A Biblioteca Vaticana, considerada o arquivo mais importante da cristandade, conserva entre seus fundos “exemplares incrivelmente antigos do Corão”, segundo Cardinali, assim como coleções árabes, judaicas, etíopes e chinesas.
A universalidade cultural frente à identidade católica
As declarações do vice-prefeito insistem na ideia de que a biblioteca é uma instituição “universal”. No entanto, o gesto de habilitar um espaço para a oração islâmica dentro de um recinto eclesial suscita interrogações: até que ponto pode o Vaticano oferecer facilidades de culto a religiões alheias sem debilitar sua própria identidade?
Que no coração do arquivo histórico da Igreja, onde se custodiam documentos únicos da fé católica, se reservem salas para o rezo islâmico, pode ser interpretado como um sinal de abertura… ou como um preocupante sintoma de confusão religiosa.

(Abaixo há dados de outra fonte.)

//! Running transitions of one element.
//!
//! Each property has at most one running transition. Starting another one for the same
//! property supersedes the first; there is no queueing.

use smallvec::SmallVec;
use style_values::{EasingFunction, PropertyId, ValueData};
use tracing::debug;

use crate::easing::ease;
use crate::interpolate::Interpolate as _;
use crate::transition_spec::TransitionSpec;

/// Lifecycle notifications, in the order they happen for one transition.
#[derive(Clone, Copy, Debug, PartialEq, Eq, Hash)]
pub enum TransitionEventKind {
    /// The transition was created (its delay may still be pending).
    Run,
    /// The delay elapsed and values started to change.
    Start,
    /// The target value was reached.
    End,
    /// The transition was removed before reaching its target.
    Cancel,
}

#[derive(Clone, Copy, Debug, PartialEq, Eq, Hash)]
pub struct TransitionEvent {
    pub property: PropertyId,
    pub kind: TransitionEventKind,
}

/// An interpolation from `from` to `to` in progress.
#[derive(Clone, Copy, Debug, PartialEq)]
pub struct RunningTransition {
    pub property: PropertyId,
    pub from: ValueData,
    pub to: ValueData,
    pub start_ms: f64,
    pub delay_ms: f32,
    pub duration_ms: f32,
    pub easing: EasingFunction,
    started: bool,
}

impl RunningTransition {
    pub fn new(spec: &TransitionSpec, from: ValueData, to: ValueData, now_ms: f64) -> Self {
        Self {
            property: spec.property,
            from,
            to,
            start_ms: now_ms,
            delay_ms: spec.delay_ms,
            duration_ms: spec.duration_ms.max(0.0),
            easing: spec.easing,
            started: false,
        }
    }

    /// Time spent past the delay, or `None` while the delay is pending.
    fn active_ms(&self, now_ms: f64) -> Option<f64> {
        let active = now_ms - self.start_ms - f64::from(self.delay_ms);
        (active >= 0.0).then_some(active)
    }

    pub fn is_finished(&self, now_ms: f64) -> bool {
        self.active_ms(now_ms)
            .is_some_and(|active| active >= f64::from(self.duration_ms))
    }

    /// Eased progress in `[0, 1]` (easings such as `back` may overshoot inside the range).
    pub fn progress(&self, now_ms: f64) -> f32 {
        let Some(active) = self.active_ms(now_ms) else {
            return 0.0;
        };
        if self.duration_ms <= 0.0 {
            return 1.0;
        }
        let linear = (active / f64::from(self.duration_ms)).clamp(0.0, 1.0) as f32;
        ease(self.easing, linear)
    }

    /// The value to display at `now_ms`. The delay phase shows `from`; the end shows `to`
    /// exactly.
    pub fn sample(&self, now_ms: f64) -> ValueData {
        if self.is_finished(now_ms) {
            return self.to;
        }
        let progress = self.progress(now_ms);
        self.from.interpolate(&self.to, progress).unwrap_or(self.to)
    }
}

/// Output of [`TransitionTable::advance`].
#[derive(Clone, Debug, Default, PartialEq)]
pub struct Advance {
    /// Current values of every transition, finished ones included.
    pub samples: SmallVec<[(PropertyId, ValueData); 4]>,
    /// Properties whose transitions completed on this step.
    pub finished: SmallVec<[PropertyId; 4]>,
}

/// The running transitions of one element.
#[derive(Clone, Debug, Default, PartialEq)]
pub struct TransitionTable {
    running: SmallVec<[RunningTransition; 2]>,
    events: Vec<TransitionEvent>,
}

impl TransitionTable {
    pub fn new() -> Self {
        Self::default()
    }

    /// Start `transition`, superseding any transition already running for its property.
    /// Returns the superseded transition.
    pub fn start(&mut self, transition: RunningTransition) -> Option<RunningTransition> {
        let property = transition.property;
        let previous = self.take(property);
        if previous.is_some() {
            self.push_event(property, TransitionEventKind::Cancel);
        }
        debug!(
            "transition {:?} started: {:?} -> {:?} over {}ms",
            property, transition.from, transition.to, transition.duration_ms
        );
        self.running.push(transition);
        self.push_event(property, TransitionEventKind::Run);
        previous
    }

    fn take(&mut self, property: PropertyId) -> Option<RunningTransition> {
        let index = self
            .running
            .iter()
            .position(|transition| transition.property == property)?;
        Some(self.running.remove(index))
    }

    fn push_event(&mut self, property: PropertyId, kind: TransitionEventKind) {
        self.events.push(TransitionEvent { property, kind });
    }

    /// Cancel the transition of `property`. Returns `true` when one was running.
    pub fn cancel(&mut self, property: PropertyId) -> bool {
        let cancelled = self.take(property).is_some();
        if cancelled {
            self.push_event(property, TransitionEventKind::Cancel);
        }
        cancelled
    }

    /// Cancel every running transition. Returns how many were cancelled.
    pub fn cancel_all(&mut self) -> usize {
        let cancelled: SmallVec<[PropertyId; 4]> = self
            .running
            .drain(..)
            .map(|transition| transition.property)
            .collect();
        for property in &cancelled {
            self.push_event(*property, TransitionEventKind::Cancel);
        }
        cancelled.len()
    }

    pub fn get(&self, property: PropertyId) -> Option<&RunningTransition> {
        self.running
            .iter()
            .find(|transition| transition.property == property)
    }

    pub fn is_running(&self, property: PropertyId) -> bool {
        self.get(property).is_some()
    }

    pub fn is_empty(&self) -> bool {
        self.running.is_empty()
    }

    pub fn len(&self) -> usize {
        self.running.len()
    }

    pub fn iter(&self) -> impl Iterator<Item = &RunningTransition> {
        self.running.iter()
    }

    /// Sample every transition at `now_ms` and drop the finished ones.
    pub fn advance(&mut self, now_ms: f64) -> Advance {
        let mut advance = Advance::default();
        let mut fresh_starts = SmallVec::<[PropertyId; 4]>::new();
        for transition in &mut self.running {
            if !transition.started && transition.active_ms(now_ms).is_some() {
                transition.started = true;
                fresh_starts.push(transition.property);
            }
            let value = transition.sample(now_ms);
            debug!(
                "transition {:?} at {:.3}: {:?}",
                transition.property,
                transition.progress(now_ms),
                value
            );
            advance.samples.push((transition.property, value));
            if transition.is_finished(now_ms) {
                advance.finished.push(transition.property);
            }
        }
        for property in fresh_starts {
            self.push_event(property, TransitionEventKind::Start);
        }
        for property in &advance.finished {
            self.take(*property);
            self.push_event(*property, TransitionEventKind::End);
        }
        advance
    }

    /// Drain lifecycle events recorded since the last call.
    pub fn take_events(&mut self) -> Vec<TransitionEvent> {
        core::mem::take(&mut self.events)
    }
}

O tesouro cultural da Igreja
A Biblioteca Vaticana conserva um patrimônio sem parangão: cerca de 80.000 manuscritos, 50.000 arquivos, dois milhões de livros impressos, 100.000 gravuras e estampas e 100.000 moedas e medalhas. Cardinali recordou que entre seus achados figura um raríssimo manuscrito da Ética de Spinoza, assim como arquivos medievais japoneses salvos providencialmente pelo salesiano P. Marega nos anos vinte.
Com tudo, enquanto se sublinha a riqueza histórica e cultural da Biblioteca, as declarações do vice-prefeito destacam um contraste: o Vaticano parece mais disposto a oferecer facilidades para rezas não cristãs do que a garantir, em outras partes da Igreja, a plena liberdade dos católicos na hora de conservar suas tradições litúrgicas.